** Opening Study material block **
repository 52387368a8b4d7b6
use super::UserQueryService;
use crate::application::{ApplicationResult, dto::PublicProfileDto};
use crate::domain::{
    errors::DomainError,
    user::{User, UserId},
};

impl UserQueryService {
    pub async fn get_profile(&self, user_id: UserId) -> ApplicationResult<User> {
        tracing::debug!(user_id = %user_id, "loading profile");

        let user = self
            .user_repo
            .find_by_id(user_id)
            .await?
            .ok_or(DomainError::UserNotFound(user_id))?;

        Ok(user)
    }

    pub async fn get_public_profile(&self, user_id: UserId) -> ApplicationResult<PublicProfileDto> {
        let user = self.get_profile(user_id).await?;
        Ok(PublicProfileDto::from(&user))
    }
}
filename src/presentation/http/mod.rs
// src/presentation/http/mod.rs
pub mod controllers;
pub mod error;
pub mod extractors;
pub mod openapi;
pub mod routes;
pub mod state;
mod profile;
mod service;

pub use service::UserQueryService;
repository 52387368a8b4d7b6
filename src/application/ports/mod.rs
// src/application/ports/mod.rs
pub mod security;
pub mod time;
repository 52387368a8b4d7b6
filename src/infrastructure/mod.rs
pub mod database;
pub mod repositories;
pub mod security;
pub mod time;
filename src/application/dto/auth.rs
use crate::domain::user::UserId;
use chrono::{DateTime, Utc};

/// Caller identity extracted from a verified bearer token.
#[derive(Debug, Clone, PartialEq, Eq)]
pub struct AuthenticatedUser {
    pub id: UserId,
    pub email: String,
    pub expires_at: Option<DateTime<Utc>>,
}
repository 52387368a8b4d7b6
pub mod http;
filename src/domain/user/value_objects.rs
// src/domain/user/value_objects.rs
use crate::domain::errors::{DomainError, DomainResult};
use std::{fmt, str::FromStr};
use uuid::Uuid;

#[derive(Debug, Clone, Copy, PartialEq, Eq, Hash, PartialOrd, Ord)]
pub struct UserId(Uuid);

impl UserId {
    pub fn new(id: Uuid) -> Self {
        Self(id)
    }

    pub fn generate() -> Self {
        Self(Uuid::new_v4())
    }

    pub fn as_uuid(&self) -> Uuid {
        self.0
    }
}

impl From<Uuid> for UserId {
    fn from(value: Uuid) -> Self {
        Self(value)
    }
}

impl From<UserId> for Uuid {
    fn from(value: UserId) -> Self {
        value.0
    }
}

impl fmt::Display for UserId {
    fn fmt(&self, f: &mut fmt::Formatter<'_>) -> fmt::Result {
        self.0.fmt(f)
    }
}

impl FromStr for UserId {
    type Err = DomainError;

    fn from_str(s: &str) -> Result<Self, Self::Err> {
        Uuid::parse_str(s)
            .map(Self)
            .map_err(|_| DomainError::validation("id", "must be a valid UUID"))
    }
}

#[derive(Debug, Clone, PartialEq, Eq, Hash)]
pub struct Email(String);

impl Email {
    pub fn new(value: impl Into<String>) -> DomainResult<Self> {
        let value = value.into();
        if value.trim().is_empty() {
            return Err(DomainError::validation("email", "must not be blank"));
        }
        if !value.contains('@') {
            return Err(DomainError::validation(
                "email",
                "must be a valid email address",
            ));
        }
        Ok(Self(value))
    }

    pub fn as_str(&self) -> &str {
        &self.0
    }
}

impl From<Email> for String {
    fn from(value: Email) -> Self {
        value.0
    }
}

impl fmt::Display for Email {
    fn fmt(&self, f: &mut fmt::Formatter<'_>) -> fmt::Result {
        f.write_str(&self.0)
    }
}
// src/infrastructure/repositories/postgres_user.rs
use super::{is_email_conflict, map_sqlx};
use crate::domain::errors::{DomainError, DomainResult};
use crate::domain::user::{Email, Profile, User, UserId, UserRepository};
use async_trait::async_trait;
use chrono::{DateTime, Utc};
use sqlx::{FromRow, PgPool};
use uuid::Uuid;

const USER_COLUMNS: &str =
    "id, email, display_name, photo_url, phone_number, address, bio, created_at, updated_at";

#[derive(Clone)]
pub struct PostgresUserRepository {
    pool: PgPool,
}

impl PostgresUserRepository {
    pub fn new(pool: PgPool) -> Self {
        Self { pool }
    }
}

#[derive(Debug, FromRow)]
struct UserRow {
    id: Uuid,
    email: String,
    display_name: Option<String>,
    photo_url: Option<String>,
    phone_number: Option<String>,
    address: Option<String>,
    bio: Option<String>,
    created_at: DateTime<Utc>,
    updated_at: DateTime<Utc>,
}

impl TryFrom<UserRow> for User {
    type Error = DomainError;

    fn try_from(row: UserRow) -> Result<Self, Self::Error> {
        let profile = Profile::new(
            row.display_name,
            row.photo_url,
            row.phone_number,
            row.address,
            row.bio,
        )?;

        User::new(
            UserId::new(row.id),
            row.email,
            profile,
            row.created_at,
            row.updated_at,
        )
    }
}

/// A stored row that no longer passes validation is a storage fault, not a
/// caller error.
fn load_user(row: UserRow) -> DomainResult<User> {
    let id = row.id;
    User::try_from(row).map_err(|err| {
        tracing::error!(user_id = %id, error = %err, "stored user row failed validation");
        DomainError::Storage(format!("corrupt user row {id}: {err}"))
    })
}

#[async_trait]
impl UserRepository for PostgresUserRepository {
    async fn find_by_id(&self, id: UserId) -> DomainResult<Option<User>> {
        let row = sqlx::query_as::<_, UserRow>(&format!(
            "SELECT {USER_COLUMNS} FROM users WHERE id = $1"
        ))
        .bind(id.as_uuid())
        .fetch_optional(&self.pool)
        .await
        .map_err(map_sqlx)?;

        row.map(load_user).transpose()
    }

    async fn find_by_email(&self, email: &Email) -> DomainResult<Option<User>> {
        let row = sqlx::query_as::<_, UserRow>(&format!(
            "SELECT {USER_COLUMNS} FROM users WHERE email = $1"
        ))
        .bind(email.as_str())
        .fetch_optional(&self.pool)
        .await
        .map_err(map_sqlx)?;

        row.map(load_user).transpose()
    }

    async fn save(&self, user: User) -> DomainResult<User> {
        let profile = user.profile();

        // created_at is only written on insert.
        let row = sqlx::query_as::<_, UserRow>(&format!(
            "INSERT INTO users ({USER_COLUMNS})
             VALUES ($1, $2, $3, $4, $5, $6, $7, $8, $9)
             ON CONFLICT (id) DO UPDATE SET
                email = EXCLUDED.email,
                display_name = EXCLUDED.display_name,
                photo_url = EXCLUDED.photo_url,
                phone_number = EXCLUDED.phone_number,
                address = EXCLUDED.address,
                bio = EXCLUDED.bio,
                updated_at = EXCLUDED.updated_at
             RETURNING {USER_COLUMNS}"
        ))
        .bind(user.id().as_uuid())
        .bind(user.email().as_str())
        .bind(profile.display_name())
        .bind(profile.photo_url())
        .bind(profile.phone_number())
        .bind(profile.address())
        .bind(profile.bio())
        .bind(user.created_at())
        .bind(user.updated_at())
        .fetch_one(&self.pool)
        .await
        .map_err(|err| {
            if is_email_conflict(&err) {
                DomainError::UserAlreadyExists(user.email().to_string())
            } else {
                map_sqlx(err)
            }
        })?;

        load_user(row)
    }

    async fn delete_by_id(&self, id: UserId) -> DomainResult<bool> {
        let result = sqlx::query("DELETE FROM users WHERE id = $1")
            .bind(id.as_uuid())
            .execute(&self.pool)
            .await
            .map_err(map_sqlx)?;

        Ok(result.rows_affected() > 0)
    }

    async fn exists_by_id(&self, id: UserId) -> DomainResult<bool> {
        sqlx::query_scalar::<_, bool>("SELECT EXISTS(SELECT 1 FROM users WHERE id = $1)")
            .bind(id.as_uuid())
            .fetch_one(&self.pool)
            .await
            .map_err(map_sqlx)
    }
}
** Closing Study material block **
** Opening Study material block **
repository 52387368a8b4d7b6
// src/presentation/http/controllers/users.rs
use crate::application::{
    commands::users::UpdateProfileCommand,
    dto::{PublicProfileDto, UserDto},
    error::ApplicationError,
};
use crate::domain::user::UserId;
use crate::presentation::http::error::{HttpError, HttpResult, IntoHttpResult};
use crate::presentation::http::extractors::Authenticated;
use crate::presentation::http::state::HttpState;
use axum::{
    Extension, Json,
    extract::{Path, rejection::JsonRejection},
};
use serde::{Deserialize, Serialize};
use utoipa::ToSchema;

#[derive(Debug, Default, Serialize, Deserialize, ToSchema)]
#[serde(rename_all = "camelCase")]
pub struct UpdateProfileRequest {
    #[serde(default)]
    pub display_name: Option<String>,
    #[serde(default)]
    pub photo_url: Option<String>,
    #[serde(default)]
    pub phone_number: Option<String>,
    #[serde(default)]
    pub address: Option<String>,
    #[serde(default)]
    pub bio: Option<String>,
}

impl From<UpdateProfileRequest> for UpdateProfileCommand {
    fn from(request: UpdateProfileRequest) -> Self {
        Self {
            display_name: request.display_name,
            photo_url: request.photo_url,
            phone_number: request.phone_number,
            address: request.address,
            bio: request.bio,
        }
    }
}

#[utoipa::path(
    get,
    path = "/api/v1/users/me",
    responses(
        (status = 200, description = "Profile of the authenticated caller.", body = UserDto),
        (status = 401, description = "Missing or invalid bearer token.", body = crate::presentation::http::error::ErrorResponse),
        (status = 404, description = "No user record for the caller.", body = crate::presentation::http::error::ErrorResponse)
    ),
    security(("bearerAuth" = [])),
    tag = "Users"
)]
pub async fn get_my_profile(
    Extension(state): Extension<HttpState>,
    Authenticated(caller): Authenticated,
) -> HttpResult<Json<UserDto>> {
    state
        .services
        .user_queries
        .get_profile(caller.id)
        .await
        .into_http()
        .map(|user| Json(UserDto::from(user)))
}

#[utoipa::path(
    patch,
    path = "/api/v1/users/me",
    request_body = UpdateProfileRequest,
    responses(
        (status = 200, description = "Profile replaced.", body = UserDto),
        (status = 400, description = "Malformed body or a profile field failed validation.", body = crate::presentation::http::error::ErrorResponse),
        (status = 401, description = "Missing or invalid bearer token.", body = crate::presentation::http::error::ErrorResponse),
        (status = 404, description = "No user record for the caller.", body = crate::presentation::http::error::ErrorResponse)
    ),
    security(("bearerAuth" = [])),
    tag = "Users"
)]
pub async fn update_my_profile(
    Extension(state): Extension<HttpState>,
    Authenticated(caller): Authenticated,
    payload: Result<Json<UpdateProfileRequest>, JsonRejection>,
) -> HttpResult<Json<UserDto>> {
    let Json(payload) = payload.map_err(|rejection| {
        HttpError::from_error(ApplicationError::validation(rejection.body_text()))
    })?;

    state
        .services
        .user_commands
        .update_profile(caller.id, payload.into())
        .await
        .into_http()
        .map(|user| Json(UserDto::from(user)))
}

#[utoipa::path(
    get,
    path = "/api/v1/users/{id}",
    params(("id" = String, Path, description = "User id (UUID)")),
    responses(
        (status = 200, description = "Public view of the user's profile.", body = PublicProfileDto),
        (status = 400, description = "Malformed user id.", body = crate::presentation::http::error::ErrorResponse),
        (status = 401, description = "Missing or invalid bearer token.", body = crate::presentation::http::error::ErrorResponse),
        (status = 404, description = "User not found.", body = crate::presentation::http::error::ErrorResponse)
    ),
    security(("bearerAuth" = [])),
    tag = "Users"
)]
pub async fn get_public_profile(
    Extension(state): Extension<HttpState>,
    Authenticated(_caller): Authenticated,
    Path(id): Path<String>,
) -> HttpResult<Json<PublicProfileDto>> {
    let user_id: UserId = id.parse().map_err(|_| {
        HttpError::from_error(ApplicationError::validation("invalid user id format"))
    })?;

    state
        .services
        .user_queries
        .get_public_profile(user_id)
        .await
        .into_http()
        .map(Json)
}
** Closing Study material block **
** Opening Study material block **
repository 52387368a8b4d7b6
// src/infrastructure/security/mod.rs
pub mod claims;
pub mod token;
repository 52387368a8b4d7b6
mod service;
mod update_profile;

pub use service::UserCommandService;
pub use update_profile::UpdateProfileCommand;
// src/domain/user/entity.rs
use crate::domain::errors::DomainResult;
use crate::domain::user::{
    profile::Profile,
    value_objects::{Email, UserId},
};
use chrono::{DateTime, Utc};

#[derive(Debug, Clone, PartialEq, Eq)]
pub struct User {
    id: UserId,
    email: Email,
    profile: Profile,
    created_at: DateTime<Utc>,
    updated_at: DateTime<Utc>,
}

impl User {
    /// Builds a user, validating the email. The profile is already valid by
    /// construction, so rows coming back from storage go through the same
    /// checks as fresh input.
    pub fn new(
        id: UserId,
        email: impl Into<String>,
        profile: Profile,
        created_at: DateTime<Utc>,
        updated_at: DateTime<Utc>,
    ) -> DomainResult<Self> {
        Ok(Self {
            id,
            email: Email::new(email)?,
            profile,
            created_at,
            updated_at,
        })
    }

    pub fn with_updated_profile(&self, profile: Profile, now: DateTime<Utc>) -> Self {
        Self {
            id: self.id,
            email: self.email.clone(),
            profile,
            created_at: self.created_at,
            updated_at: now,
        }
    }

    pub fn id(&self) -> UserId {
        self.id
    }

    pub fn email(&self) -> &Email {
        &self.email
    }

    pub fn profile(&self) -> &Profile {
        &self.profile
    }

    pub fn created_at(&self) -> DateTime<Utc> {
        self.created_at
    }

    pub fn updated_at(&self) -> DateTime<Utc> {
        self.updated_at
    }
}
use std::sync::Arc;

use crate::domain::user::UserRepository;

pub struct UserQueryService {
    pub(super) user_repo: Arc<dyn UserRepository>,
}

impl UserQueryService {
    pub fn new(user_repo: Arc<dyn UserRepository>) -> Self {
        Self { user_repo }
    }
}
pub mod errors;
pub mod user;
** Closing Study material block **
• **Prompt**:
Note each line of the entries that has "UserRow" in it, and copy those lines.

• **Reply to the exercise**:
struct UserRow {
impl TryFrom<UserRow> for User {
    fn try_from(row: UserRow) -> Result<Self, Self::Error> {
fn load_user(row: UserRow) -> DomainResult<User> {
        let row = sqlx::query_as::<_, UserRow>(&format!(
        let row = sqlx::query_as::<_, UserRow>(&format!(
        let row = sqlx::query_as::<_, UserRow>(&format!(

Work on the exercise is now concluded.